As drug discovery has historically been focused on small molecules, most efforts up through the 1990s were focused on small molecule elaboration. A satisfactory energy function for the protein receptor was also necessary, but there was only a modest amount of work directed toward actual redesign of the protein receptor itself.
The relative inattention to potentials and methods that could allow redesign of proteins themselves started to change rapidly in the late 1990s. Astounding advancements in our understanding of biologics (proteins as drugs), including the identification and optimization of monoclonal antibodies, opened new paths to drug discovery. Subsequently, an increasing number of biologic drugs were identified and brought to market, many of them major blockbusters. Biologic drugs now account for roughly a third of all commercial pharmaceutical revenues–seven of the top ten best-selling drugs in 2017–and about half of commercial research budgets, and those fractions are expected to continue to increase.
With the heightened focus on redesigned proteins as drugs, diagnostics and enzymes, there is a concomitant increased need for computational tools to aid in protein design. While the tools developed over the decades for small molecule design provide a starting point, protein design presents its own challenges that require new scoring functions and approaches. In particular, protein design requires that we be able to sample very large numbers of possible changes in both sequence and conformation (typically hundreds of thousands, and frequently millions) in order to reliably characterize potential designs.
Standard approaches developed for small molecule design (e.g. minimization, molecular dynamics, free energy calculations), which are rooted in a high resolution physics-based energy function and (typically) an all atom explicit solvent representation of the system, are simply not practical for reliable protein design. They are computationally too costly to allow examination of the necessary numbers of changes necessary to derive satisfactory search convergence. Most widely-used molecular design platforms—including all of the popular commercial platforms outside of Rosetta/Bench—therefore have limited ability to carry out robust protein redesign.

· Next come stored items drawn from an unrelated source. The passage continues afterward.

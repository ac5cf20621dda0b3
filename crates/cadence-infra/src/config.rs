//! Engine configuration loader and state backend selection.
//!
//! Reads `cadence.toml` from the data directory and deserializes it into
//! [`EngineConfig`]. Falls back to defaults when the file is missing or
//! malformed, then applies environment overrides.

use std::path::{Path, PathBuf};
use std::sync::Arc;

use secrecy::SecretString;

use cadence_core::repository::BoxStateRepository;
use cadence_types::config::{EngineConfig, StateBackend};
use cadence_types::error::RepositoryError;

use crate::filesystem::{self, FileStateRepository};
use crate::sqlite::pool::{DatabasePool, default_database_url};
use crate::sqlite::state::SqliteStateRepository;

pub const CONFIG_FILE: &str = "cadence.toml";
pub const STATE_BACKEND_ENV: &str = "CADENCE_STATE_BACKEND";
pub const API_KEY_ENV: &str = "CADENCE_API_KEY";

/// Load `{data_dir}/cadence.toml`.
///
/// - Missing file: [`EngineConfig::default()`].
/// - Unreadable or malformed file: logs a warning and returns the default.
pub async fn load_engine_config(data_dir: &Path) -> EngineConfig {
    let config_path = data_dir.join(CONFIG_FILE);

    let content = match tokio::fs::read_to_string(&config_path).await {
        Ok(content) => content,
        Err(err) if err.kind() == std::io::ErrorKind::NotFound => {
            tracing::debug!("No {CONFIG_FILE} found at {}, using defaults", config_path.display());
            return EngineConfig::default();
        }
        Err(err) => {
            tracing::warn!("Failed to read {}: {err}, using defaults", config_path.display());
            return EngineConfig::default();
        }
    };

    match toml::from_str::<EngineConfig>(&content) {
        Ok(config) => config,
        Err(err) => {
            tracing::warn!("Failed to parse {}: {err}, using defaults", config_path.display());
            EngineConfig::default()
        }
    }
}

/// Apply `CADENCE_STATE_BACKEND` from `env`. The data directory override is
/// handled by [`filesystem::resolve_data_dir`].
pub fn apply_env_overrides(mut config: EngineConfig, env: impl Fn(&str) -> Option<String>) -> EngineConfig {
    if let Some(raw) = env(STATE_BACKEND_ENV) {
        match raw.parse::<StateBackend>() {
            Ok(backend) => config.state_backend = backend,
            Err(e) => tracing::warn!("Ignoring {STATE_BACKEND_ENV}: {e}"),
        }
    }
    config
}

/// Resolve the data directory, load the config file and apply environment
/// overrides. The returned config always has `data_dir` set.
pub async fn resolve_engine_config() -> EngineConfig {
    let data_dir = filesystem::resolve_data_dir();
    let mut config = load_engine_config(&data_dir).await;
    if config.data_dir.is_none() {
        config.data_dir = Some(data_dir);
    }
    apply_env_overrides(config, |key| std::env::var(key).ok())
}

/// Completion API key from `CADENCE_API_KEY`, falling back to
/// `ANTHROPIC_API_KEY`.
pub fn api_key_from_env() -> Option<SecretString> {
    [API_KEY_ENV, "ANTHROPIC_API_KEY"]
        .into_iter()
        .filter_map(|key| std::env::var(key).ok())
        .find(|value| !value.trim().is_empty())
        .map(SecretString::from)
}

fn data_dir(config: &EngineConfig) -> PathBuf {
    config
        .data_dir
        .clone()
        .unwrap_or_else(filesystem::resolve_data_dir)
}

/// Build the configured state backend. Called once per engine; everything
/// downstream sees only the type-erased repository.
pub async fn build_state_repository(config: &EngineConfig) -> Result<Arc<BoxStateRepository>, RepositoryError> {
    let data_dir = data_dir(config);
    let repo = match config.state_backend {
        StateBackend::File => {
            let root = filesystem::state_root(&data_dir);
            tracing::debug!(root = %root.display(), "using file state backend");
            BoxStateRepository::new(FileStateRepository::new(root))
        }
        StateBackend::Sqlite => {
            tokio::fs::create_dir_all(&data_dir).await?;
            let url = config
                .database_url
                .clone()
                .unwrap_or_else(|| default_database_url(&data_dir));
            tracing::debug!(url = %url, "using sqlite state backend");
            let pool = DatabasePool::new(&url)
                .await
                .map_err(|e| RepositoryError::Query(format!("cannot open {url}: {e}")))?;
            BoxStateRepository::new(SqliteStateRepository::new(pool))
        }
    };
    Ok(Arc::new(repo))
}
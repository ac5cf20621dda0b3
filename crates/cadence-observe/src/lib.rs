//! Logging and trace export for Cadence binaries.

pub mod tracing_setup;

pub use tracing_setup::{LogFormat, TracingOptions, directive_for_verbosity, init_tracing, shutdown_tracing};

Rosetta/Bench is different. The scoring function reflects not only the core physics of the traditional energy function, but also incorporates terms that have been inferred from careful statistical analysis of the Protein Data Bank (Alford, JCTS, 2017). The resulting function is thus a hybrid physical/statistical scoring function which– through careful calibration–obviates the need for explicit solvent and is predictive even for reduced atomic representations. The scoring function in Rosetta / Bench is coupled with sophisticated algorithmic methods to further improve calculation efficiency. The scoring function and algorithmic methods are integrated in a Monte Carlo approach, which allows additional improvements in efficiency, through use of finely tuned rotamer libraries and clever mutation moves. The implementation of Monte Carlo in Rosetta/Bench has been carefully coded to allow optimal parallelism.
The net result of these optimizations (scoring function, algorithmic methods, specialized Monte Carlo moves) is the ability to sample orders of magnitude more changes in sequence/conformational space than is possible using the approaches in most software packages or even laboratory screening/display technologies.
The overall approach in Rosetta/Bench has been widely validated in hundreds of publications from dozens of laboratories across many facets of protein design. Rosetta has repeatedly performed best in the bi-annual CASP competition, where participants are asked to predict protein structure from sequence (Song, Structure, 2013). Work performed using Rosetta has also been responsible for an impressive number of firsts in the field of protein design, including: the first design of a novel protein with a structure and sequence never observed in nature (Kuhlman, Science, 2003); the first design of a novel protein-protein interaction (Fleishman, Science, 2011); the first design of a novel small-molecule binding protein (Tinberg, Nature, 2013); the first design of a protein nanostructure (King, Nature, 2014); and the first design of a pH dependent antibody binder (Strauch, PNAS, 2014).